▸ **What is needed**
Write out, word for word, only the lines from the one containing "pub fn search_state(&self, max_radius: u32)" through the final line of the data.

▸ **Source records**
::::

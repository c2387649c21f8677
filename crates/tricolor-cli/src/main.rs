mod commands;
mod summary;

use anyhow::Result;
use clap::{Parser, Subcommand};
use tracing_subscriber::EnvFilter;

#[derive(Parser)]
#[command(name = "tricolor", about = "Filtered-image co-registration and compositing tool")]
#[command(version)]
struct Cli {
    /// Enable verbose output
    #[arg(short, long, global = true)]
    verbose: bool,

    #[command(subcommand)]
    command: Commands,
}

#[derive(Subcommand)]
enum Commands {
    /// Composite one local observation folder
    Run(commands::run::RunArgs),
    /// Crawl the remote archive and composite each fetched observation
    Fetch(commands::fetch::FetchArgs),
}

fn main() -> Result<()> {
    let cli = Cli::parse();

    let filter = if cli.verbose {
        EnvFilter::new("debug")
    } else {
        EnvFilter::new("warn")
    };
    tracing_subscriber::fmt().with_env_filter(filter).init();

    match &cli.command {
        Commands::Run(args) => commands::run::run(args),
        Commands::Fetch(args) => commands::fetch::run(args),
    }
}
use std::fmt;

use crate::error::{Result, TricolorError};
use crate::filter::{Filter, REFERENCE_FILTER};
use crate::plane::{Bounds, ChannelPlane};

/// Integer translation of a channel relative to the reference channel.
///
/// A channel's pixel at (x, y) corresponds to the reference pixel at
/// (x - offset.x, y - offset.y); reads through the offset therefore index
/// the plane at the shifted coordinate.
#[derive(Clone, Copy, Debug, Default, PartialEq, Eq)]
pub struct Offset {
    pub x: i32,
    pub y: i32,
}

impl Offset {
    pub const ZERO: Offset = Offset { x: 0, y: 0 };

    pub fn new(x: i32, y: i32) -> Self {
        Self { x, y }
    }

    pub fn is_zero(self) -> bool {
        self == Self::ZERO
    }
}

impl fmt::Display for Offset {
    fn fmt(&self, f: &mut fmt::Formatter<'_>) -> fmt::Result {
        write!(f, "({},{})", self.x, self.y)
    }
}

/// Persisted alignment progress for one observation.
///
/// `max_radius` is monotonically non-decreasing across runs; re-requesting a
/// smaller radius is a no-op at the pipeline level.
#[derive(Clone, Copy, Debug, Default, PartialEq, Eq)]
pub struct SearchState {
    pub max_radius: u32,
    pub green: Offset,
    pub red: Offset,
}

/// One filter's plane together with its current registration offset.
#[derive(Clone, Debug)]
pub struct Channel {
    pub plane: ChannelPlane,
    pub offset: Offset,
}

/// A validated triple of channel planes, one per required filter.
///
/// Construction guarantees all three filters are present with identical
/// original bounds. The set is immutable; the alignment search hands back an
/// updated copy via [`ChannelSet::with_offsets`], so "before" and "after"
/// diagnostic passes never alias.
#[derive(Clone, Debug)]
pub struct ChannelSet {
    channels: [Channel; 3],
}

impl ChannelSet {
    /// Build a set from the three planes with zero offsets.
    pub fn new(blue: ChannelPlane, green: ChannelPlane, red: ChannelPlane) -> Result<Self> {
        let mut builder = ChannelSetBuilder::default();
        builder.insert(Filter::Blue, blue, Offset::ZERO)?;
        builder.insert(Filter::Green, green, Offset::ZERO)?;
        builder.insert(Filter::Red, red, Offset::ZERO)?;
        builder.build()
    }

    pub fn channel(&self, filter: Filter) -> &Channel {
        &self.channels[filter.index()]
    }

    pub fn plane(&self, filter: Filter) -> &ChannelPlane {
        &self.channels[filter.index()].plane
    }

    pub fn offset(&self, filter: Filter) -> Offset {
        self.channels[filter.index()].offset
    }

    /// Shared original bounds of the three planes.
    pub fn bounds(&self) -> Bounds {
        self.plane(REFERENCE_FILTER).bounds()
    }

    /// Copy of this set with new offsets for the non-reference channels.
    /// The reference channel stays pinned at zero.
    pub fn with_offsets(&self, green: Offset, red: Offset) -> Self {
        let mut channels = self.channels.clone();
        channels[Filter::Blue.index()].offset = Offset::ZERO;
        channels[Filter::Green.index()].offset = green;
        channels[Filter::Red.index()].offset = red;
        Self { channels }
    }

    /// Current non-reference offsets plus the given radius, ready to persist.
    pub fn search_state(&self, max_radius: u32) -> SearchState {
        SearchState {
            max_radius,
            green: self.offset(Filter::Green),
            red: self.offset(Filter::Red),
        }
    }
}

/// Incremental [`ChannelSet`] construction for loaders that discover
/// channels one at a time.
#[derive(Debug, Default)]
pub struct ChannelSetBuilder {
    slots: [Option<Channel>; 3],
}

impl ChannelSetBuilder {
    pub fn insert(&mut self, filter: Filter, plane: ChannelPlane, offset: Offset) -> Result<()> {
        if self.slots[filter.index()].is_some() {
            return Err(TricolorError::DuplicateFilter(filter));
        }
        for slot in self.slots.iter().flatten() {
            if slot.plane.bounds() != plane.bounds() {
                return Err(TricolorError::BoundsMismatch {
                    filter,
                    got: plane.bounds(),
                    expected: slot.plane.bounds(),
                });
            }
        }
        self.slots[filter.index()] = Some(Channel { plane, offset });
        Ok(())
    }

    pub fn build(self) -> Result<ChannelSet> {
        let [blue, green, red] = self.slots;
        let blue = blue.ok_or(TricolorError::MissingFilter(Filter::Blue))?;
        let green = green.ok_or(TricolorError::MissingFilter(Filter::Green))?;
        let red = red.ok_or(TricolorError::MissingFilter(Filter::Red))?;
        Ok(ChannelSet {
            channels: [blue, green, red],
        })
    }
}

::::

▸ **Response below**
    pub fn search_state(&self, max_radius: u32) -> SearchState {
        SearchState {
            max_radius,
            green: self.offset(Filter::Green),
            red: self.offset(Filter::Red),
        }
    }
}

/// Incremental [`ChannelSet`] construction for loaders that discover
/// channels one at a time.
#[derive(Debug, Default)]
pub struct ChannelSetBuilder {
    slots: [Option<Channel>; 3],
}

impl ChannelSetBuilder {
    pub fn insert(&mut self, filter: Filter, plane: ChannelPlane, offset: Offset) -> Result<()> {
        if self.slots[filter.index()].is_some() {
            return Err(TricolorError::DuplicateFilter(filter));
        }
        for slot in self.slots.iter().flatten() {
            if slot.plane.bounds() != plane.bounds() {
                return Err(TricolorError::BoundsMismatch {
                    filter,
                    got: plane.bounds(),
                    expected: slot.plane.bounds(),
                });
            }
        }
        self.slots[filter.index()] = Some(Channel { plane, offset });
        Ok(())
    }

    pub fn build(self) -> Result<ChannelSet> {
        let [blue, green, red] = self.slots;
        let blue = blue.ok_or(TricolorError::MissingFilter(Filter::Blue))?;
        let green = green.ok_or(TricolorError::MissingFilter(Filter::Green))?;
        let red = red.ok_or(TricolorError::MissingFilter(Filter::Red))?;
        Ok(ChannelSet {
            channels: [blue, green, red],
        })
    }
}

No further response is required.